‘Thank you for smoking’ is a brilliant movie. For those who haven’t seen it, it follows the story of a lobbyist (played by Aaron Eckhart) for Big Tobacco in America. Eckhart’s character has the unenviable task of defending Big Tobacco and improving public perception of the tobacco industry in America and throughout the world. Eckhart is affable and charasmatic. He is not evil, if anything he might be a little amoral.
‘Thank you for smoking’ is the reason I got into PR/comms. I was intrigued and to put it bluntly, impressed by the way that Eckhart’s character could defend the indefensible and at the time as a naïve university student with no PR experience, I would have argued to the death that every organization deserves a voice whether it be Big Tobacco, or the NRA or even a website devoted entirely to facilitating extramarital affairs – Ashley Madison.
As a person in Tech PR, the Ashley Madison scandal has absolutely fascinated me on two accounts. I’m astounded that such a professional corporation could be so brazenly hacked – that’s the infosec in me coming out. Moreso, I am eagerly spectating various debates online and in real life that attempt to agree on one thing. Would you work for Ashley Madison?
The 21 year old me, fresh from watching the charismatic Eckhart in ‘Thank you for smoking’ would have answered with a resounding yes. Don’t get me wrong, I have always found the site deplorable but my naïve self once believed that every person and organization deserved a voice. I thought being a mercenary was cool. And then I grew up.
As a PR person our worth is dictated by some pretty important attributes. Firstly, trust. A PR person needs to be trustworthy, we need the media to trust in us and we need our clients to trust in us. Could you really expect a client to trust you when you are advocating a service built entirely upon distrust.

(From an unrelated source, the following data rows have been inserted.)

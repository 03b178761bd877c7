use std::f64::consts::PI;
use std::time::Duration;

use async_trait::async_trait;
use tokio::time::{self, Instant, MissedTickBehavior};

use super::ValueSource;
use crate::error::HubResult;
use crate::hub::Hub;
use crate::update::{now_millis, Update};

/// 1 Hz sine wave sampled on a fixed tick.
pub struct SyntheticSource {
    interval: Duration,
}

impl SyntheticSource {
    pub fn new(interval: Duration) -> Self {
        Self { interval }
    }
}

impl Default for SyntheticSource {
    fn default() -> Self {
        Self::new(Duration::from_millis(10))
    }
}

#[async_trait]
impl ValueSource for SyntheticSource {
    fn name(&self) -> &'static str {
        "synthetic"
    }

    async fn run(&self, hub: Hub) -> HubResult<()> {
        let start = Instant::now();
        let mut ticker = time::interval(self.interval);
        ticker.set_missed_tick_behavior(MissedTickBehavior::Delay);

        loop {
            ticker.tick().await;
            let t = start.elapsed().as_secs_f64();
            let value = (2.0 * PI * t).sin() as f32;
            hub.broadcast(Update::sample_at(now_millis(), value)).await?;
        }
    }
}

Secondly, pride. I am extremely proud of the clients I work on. I think they are all doing amazing things, some are literally changing the world for the better. My belief in what these clients do enables me to have spirited conversations with media and empowers me to tell their story to world. Journalists are pretty clever people, most have them have a strong eye for bullshit and to be telling a story that, as a representative you didn’t believe in would be opening yourself up for ridicule.
And thirdly, our own reputation and brand. Ultimately, our client list becomes a pretty strong indication of the company we keep and I personally take my own personal brand pretty seriously.
So, no. I would not work for Ashley Madison. I believe it goes against my own professional and personal brand which is based on trust and a belief in what I do. However, if your personal brand is one built on defending the indefensible or selling ice to the eskimos maybe you disagree?